══ Data under study

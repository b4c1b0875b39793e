//! Configuration for tvctl
//!
//! Supports JSON and TOML files. Missing sections and keys fall back to
//! defaults, so a file only needs the values that differ, e.g.
//!
//! ```toml
//! [connection]
//! port = "/dev/ttyUSB1"
//!
//! [protocol]
//! power_on_query_delay_ms = 7000
//! ```

use crate::error::{ConfigError, Result};
use serde::{Deserialize, Serialize};
use std::path::{Path, PathBuf};
use std::time::Duration;
use tvctl_communication::controller::DEFAULT_PORT;
use tvctl_communication::{ControllerConfig, FlowControl, LineConfig, SerialParity};

/// Serial connection settings
#[derive(Debug, Clone, PartialEq, Eq, Serialize, Deserialize)]
#[serde(default)]
pub struct ConnectionSettings {
    /// Serial device path
    pub port: String,
    /// Baud rate
    pub baud_rate: u32,
    /// Data bits (5-8)
    pub data_bits: u8,
    /// Stop bits (1-2)
    pub stop_bits: u8,
    /// Parity
    pub parity: SerialParity,
    /// Flow control
    pub flow_control: FlowControl,
}

impl Default for ConnectionSettings {
    fn default() -> Self {
        let line = LineConfig::default();
        Self {
            port: DEFAULT_PORT.to_string(),
            baud_rate: line.baud_rate,
            data_bits: line.data_bits,
            stop_bits: line.stop_bits,
            parity: line.parity,
            flow_control: line.flow_control,
        }
    }
}

impl ConnectionSettings {
    /// Serial line attributes described by these settings
    pub fn line_config(&self) -> LineConfig {
        LineConfig {
            baud_rate: self.baud_rate,
            data_bits: self.data_bits,
            stop_bits: self.stop_bits,
            parity: self.parity,
            flow_control: self.flow_control,
        }
    }
}

/// Protocol timing settings
#[derive(Debug, Clone, PartialEq, Eq, Serialize, Deserialize)]
#[serde(default)]
pub struct ProtocolSettings {
    /// Delay after power-on before querying volume, in milliseconds
    pub power_on_query_delay_ms: u64,
    /// Minimum gap between request/ack cycles, in milliseconds
    pub command_gap_ms: u64,
    /// Ack timeout, in milliseconds
    pub ack_timeout_ms: u64,
    /// Command queue capacity
    pub queue_capacity: usize,
}

impl Default for ProtocolSettings {
    fn default() -> Self {
        let defaults = ControllerConfig::default();
        Self {
            power_on_query_delay_ms: defaults.power_on_query_delay.as_millis() as u64,
            command_gap_ms: defaults.command_gap.as_millis() as u64,
            ack_timeout_ms: defaults.ack_timeout.as_millis() as u64,
            queue_capacity: defaults.queue_capacity,
        }
    }
}

/// Complete application configuration
#[derive(Debug, Clone, PartialEq, Eq, Serialize, Deserialize, Default)]
#[serde(default)]
pub struct Config {
    /// Connection settings
    pub connection: ConnectionSettings,
    /// Protocol timing
    pub protocol: ProtocolSettings,
}

impl Config {
    /// Create new config with defaults
    pub fn new() -> Self {
        Self::default()
    }

    /// Platform config file location, `<config dir>/tvctl/config.toml`
    pub fn default_path() -> Result<PathBuf> {
        dirs::config_dir()
            .map(|dir| dir.join("tvctl").join("config.toml"))
            .ok_or_else(|| {
                ConfigError::UnsupportedPlatform("no configuration directory".to_string()).into()
            })
    }

    /// Load config from file (JSON or TOML)
    pub fn load_from_file(path: &Path) -> Result<Self> {
        let content = std::fs::read_to_string(path)?;

        let config: Self = match Format::of(path)? {
            Format::Json => serde_json::from_str(&content)?,
            Format::Toml => toml::from_str(&content)?,
        };

        config.validate()?;
        Ok(config)
    }

    /// Load config from file, or defaults when the file does not exist
    pub fn load_or_default(path: &Path) -> Result<Self> {
        if !path.exists() {
            tracing::debug!("No config at {}, using defaults", path.display());
            return Ok(Self::default());
        }
        Self::load_from_file(path)
    }

    /// Save config to file (JSON or TOML)
    pub fn save_to_file(&self, path: &Path) -> Result<()> {
        self.validate()?;

        let content = match Format::of(path)? {
            Format::Json => serde_json::to_string_pretty(self)?,
            Format::Toml => toml::to_string_pretty(self)?,
        };

        if let Some(parent) = path.parent() {
            std::fs::create_dir_all(parent)?;
        }
        std::fs::write(path, content)?;

        Ok(())
    }

    /// Validate configuration
    pub fn validate(&self) -> std::result::Result<(), ConfigError> {
        let out_of_range = |key: &str, value: String| ConfigError::ValueOutOfRange {
            key: key.to_string(),
            value,
        };

        if self.connection.port.trim().is_empty() {
            return Err(out_of_range("connection.port", "\"\"".to_string()));
        }

        tvctl_communication::communication::serial::validate_line_config(
            &self.connection.line_config(),
        )
        .map_err(|reason| out_of_range("connection", reason))?;

        if self.protocol.ack_timeout_ms == 0 {
            return Err(out_of_range("protocol.ack_timeout_ms", "0".to_string()));
        }

        if self.protocol.queue_capacity == 0 {
            return Err(out_of_range("protocol.queue_capacity", "0".to_string()));
        }

        Ok(())
    }

    /// Controller configuration described by this config
    pub fn controller_config(&self) -> ControllerConfig {
        ControllerConfig {
            port: self.connection.port.clone(),
            line: self.connection.line_config(),
            power_on_query_delay: Duration::from_millis(self.protocol.power_on_query_delay_ms),
            command_gap: Duration::from_millis(self.protocol.command_gap_ms),
            ack_timeout: Duration::from_millis(self.protocol.ack_timeout_ms),
            queue_capacity: self.protocol.queue_capacity,
        }
    }
}

enum Format {
    Json,
    Toml,
}

impl Format {
    fn of(path: &Path) -> std::result::Result<Self, ConfigError> {
        match path.extension().and_then(|ext| ext.to_str()) {
            Some("json") => Ok(Format::Json),
            Some("toml") => Ok(Format::Toml),
            other => Err(ConfigError::UnsupportedFormat(
                other.unwrap_or("<none>").to_string(),
            )),
        }
    }
}

#[cfg(test)]
mod tests {
    use super::*;

    #[test]
    fn test_defaults_match_protocol() {
        let config = Config::default();
        assert_eq!(config.connection.port, "/dev/ttyUSB0");
        assert_eq!(config.connection.baud_rate, 9600);
        assert_eq!(config.protocol.power_on_query_delay_ms, 5000);
        assert!(config.validate().is_ok());

        let controller = config.controller_config();
        assert_eq!(controller.power_on_query_delay, Duration::from_secs(5));
        assert_eq!(controller.line, LineConfig::default());
    }

    #[test]
    fn test_partial_toml_uses_defaults() {
        let config: Config = toml::from_str(
            r#"
            [connection]
            port = "/dev/ttyUSB3"
            parity = "even"
            "#,
        )
        .unwrap();

        assert_eq!(config.connection.port, "/dev/ttyUSB3");
        assert_eq!(config.connection.parity, SerialParity::Even);
        assert_eq!(config.connection.baud_rate, 9600);
        assert_eq!(config.protocol, ProtocolSettings::default());
    }

    #[test]
    fn test_validation_rejects_bad_values() {
        let mut config = Config::default();
        config.connection.data_bits = 9;
        assert!(config.validate().is_err());

        let mut config = Config::default();
        config.protocol.ack_timeout_ms = 0;
        assert_eq!(
            config.validate(),
            Err(ConfigError::ValueOutOfRange {
                key: "protocol.ack_timeout_ms".to_string(),
                value: "0".to_string()
            })
        );

        let mut config = Config::default();
        config.connection.port = " ".to_string();
        assert!(config.validate().is_err());
    }

    #[test]
    fn test_unknown_extension() {
        assert!(matches!(
            Format::of(Path::new("tvctl.yaml")),
            Err(ConfigError::UnsupportedFormat(_))
        ));
    }
}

════

Copy out the material above in full so that every line matches the original.

repository b4c1b0875b39793e
//! Configuration for tvctl
//!
//! Supports JSON and TOML files. Missing sections and keys fall back to
//! defaults, so a file only needs the values that differ, e.g.
//!
//! ```toml
//! [connection]
//! port = "/dev/ttyUSB1"
//!
//! [protocol]
//! power_on_query_delay_ms = 7000
//! ```

use crate::error::{ConfigError, Result};
use serde::{Deserialize, Serialize};
use std::path::{Path, PathBuf};
use std::time::Duration;
use tvctl_communication::controller::DEFAULT_PORT;
use tvctl_communication::{ControllerConfig, FlowControl, LineConfig, SerialParity};

/// Serial connection settings
#[derive(Debug, Clone, PartialEq, Eq, Serialize, Deserialize)]
#[serde(default)]
pub struct ConnectionSettings {
    /// Serial device path
    pub port: String,
    /// Baud rate
    pub baud_rate: u32,
    /// Data bits (5-8)
    pub data_bits: u8,
    /// Stop bits (1-2)
    pub stop_bits: u8,
    /// Parity
    pub parity: SerialParity,
    /// Flow control
    pub flow_control: FlowControl,
}

impl Default for ConnectionSettings {
    fn default() -> Self {
        let line = LineConfig::default();
        Self {
            port: DEFAULT_PORT.to_string(),
            baud_rate: line.baud_rate,
            data_bits: line.data_bits,
            stop_bits: line.stop_bits,
            parity: line.parity,
            flow_control: line.flow_control,
        }
    }
}

impl ConnectionSettings {
    /// Serial line attributes described by these settings
    pub fn line_config(&self) -> LineConfig {
        LineConfig {
            baud_rate: self.baud_rate,
            data_bits: self.data_bits,
            stop_bits: self.stop_bits,
            parity: self.parity,
            flow_control: self.flow_control,
        }
    }
}

/// Protocol timing settings
#[derive(Debug, Clone, PartialEq, Eq, Serialize, Deserialize)]
#[serde(default)]
pub struct ProtocolSettings {
    /// Delay after power-on before querying volume, in milliseconds
    pub power_on_query_delay_ms: u64,
    /// Minimum gap between request/ack cycles, in milliseconds
    pub command_gap_ms: u64,
    /// Ack timeout, in milliseconds
    pub ack_timeout_ms: u64,
    /// Command queue capacity
    pub queue_capacity: usize,
}

impl Default for ProtocolSettings {
    fn default() -> Self {
        let defaults = ControllerConfig::default();
        Self {
            power_on_query_delay_ms: defaults.power_on_query_delay.as_millis() as u64,
            command_gap_ms: defaults.command_gap.as_millis() as u64,
            ack_timeout_ms: defaults.ack_timeout.as_millis() as u64,
            queue_capacity: defaults.queue_capacity,
        }
    }
}

/// Complete application configuration
#[derive(Debug, Clone, PartialEq, Eq, Serialize, Deserialize, Default)]
#[serde(default)]
pub struct Config {
    /// Connection settings
    pub connection: ConnectionSettings,
    /// Protocol timing
    pub protocol: ProtocolSettings,
}

impl Config {
    /// Create new config with defaults
    pub fn new() -> Self {
        Self::default()
    }

    /// Platform config file location, `<config dir>/tvctl/config.toml`
    pub fn default_path() -> Result<PathBuf> {
        dirs::config_dir()
            .map(|dir| dir.join("tvctl").join("config.toml"))
            .ok_or_else(|| {
                ConfigError::UnsupportedPlatform("no configuration directory".to_string()).into()
            })
    }

    /// Load config from file (JSON or TOML)
    pub fn load_from_file(path: &Path) -> Result<Self> {
        let content = std::fs::read_to_string(path)?;

        let config: Self = match Format::of(path)? {
            Format::Json => serde_json::from_str(&content)?,
            Format::Toml => toml::from_str(&content)?,
        };

        config.validate()?;
        Ok(config)
    }

    /// Load config from file, or defaults when the file does not exist
    pub fn load_or_default(path: &Path) -> Result<Self> {
        if !path.exists() {
            tracing::debug!("No config at {}, using defaults", path.display());
            return Ok(Self::default());
        }
        Self::load_from_file(path)
    }

    /// Save config to file (JSON or TOML)
    pub fn save_to_file(&self, path: &Path) -> Result<()> {
        self.validate()?;

        let content = match Format::of(path)? {
            Format::Json => serde_json::to_string_pretty(self)?,
            Format::Toml => toml::to_string_pretty(self)?,
        };

        if let Some(parent) = path.parent() {
            std::fs::create_dir_all(parent)?;
        }
        std::fs::write(path, content)?;

        Ok(())
    }

    /// Validate configuration
    pub fn validate(&self) -> std::result::Result<(), ConfigError> {
        let out_of_range = |key: &str, value: String| ConfigError::ValueOutOfRange {
            key: key.to_string(),
            value,
        };

        if self.connection.port.trim().is_empty() {
            return Err(out_of_range("connection.port", "\"\"".to_string()));
        }

        tvctl_communication::communication::serial::validate_line_config(
            &self.connection.line_config(),
        )
        .map_err(|reason| out_of_range("connection", reason))?;

        if self.protocol.ack_timeout_ms == 0 {
            return Err(out_of_range("protocol.ack_timeout_ms", "0".to_string()));
        }

        if self.protocol.queue_capacity == 0 {
            return Err(out_of_range("protocol.queue_capacity", "0".to_string()));
        }

        Ok(())
    }

    /// Controller configuration described by this config
    pub fn controller_config(&self) -> ControllerConfig {
        ControllerConfig {
            port: self.connection.port.clone(),
            line: self.connection.line_config(),
            power_on_query_delay: Duration::from_millis(self.protocol.power_on_query_delay_ms),
            command_gap: Duration::from_millis(self.protocol.command_gap_ms),
            ack_timeout: Duration::from_millis(self.protocol.ack_timeout_ms),
            queue_capacity: self.protocol.queue_capacity,
        }
    }
}

enum Format {
    Json,
    Toml,
}

impl Format {
    fn of(path: &Path) -> std::result::Result<Self, ConfigError> {
        match path.extension().and_then(|ext| ext.to_str()) {
            Some("json") => Ok(Format::Json),
            Some("toml") => Ok(Format::Toml),
            other => Err(ConfigError::UnsupportedFormat(
                other.unwrap_or("<none>").to_string(),
            )),
        }
    }
}

#[cfg(test)]
mod tests {
    use super::*;

    #[test]
    fn test_defaults_match_protocol() {
        let config = Config::default();
        assert_eq!(config.connection.port, "/dev/ttyUSB0");
        assert_eq!(config.connection.baud_rate, 9600);
        assert_eq!(config.protocol.power_on_query_delay_ms, 5000);
        assert!(config.validate().is_ok());

        let controller = config.controller_config();
        assert_eq!(controller.power_on_query_delay, Duration::from_secs(5));
        assert_eq!(controller.line, LineConfig::default());
    }

    #[test]
    fn test_partial_toml_uses_defaults() {
        let config: Config = toml::from_str(
            r#"
            [connection]
            port = "/dev/ttyUSB3"
            parity = "even"
            "#,
        )
        .unwrap();

        assert_eq!(config.connection.port, "/dev/ttyUSB3");
        assert_eq!(config.connection.parity, SerialParity::Even);
        assert_eq!(config.connection.baud_rate, 9600);
        assert_eq!(config.protocol, ProtocolSettings::default());
    }

    #[test]
    fn test_validation_rejects_bad_values() {
        let mut config = Config::default();
        config.connection.data_bits = 9;
        assert!(config.validate().is_err());

        let mut config = Config::default();
        config.protocol.ack_timeout_ms = 0;
        assert_eq!(
            config.validate(),
            Err(ConfigError::ValueOutOfRange {
                key: "protocol.ack_timeout_ms".to_string(),
                value: "0".to_string()
            })
        );

        let mut config = Config::default();
        config.connection.port = " ".to_string();
        assert!(config.validate().is_err());
    }

    #[test]
    fn test_unknown_extension() {
        assert!(matches!(
            Format::of(Path::new("tvctl.yaml")),
            Err(ConfigError::UnsupportedFormat(_))
        ));
    }
}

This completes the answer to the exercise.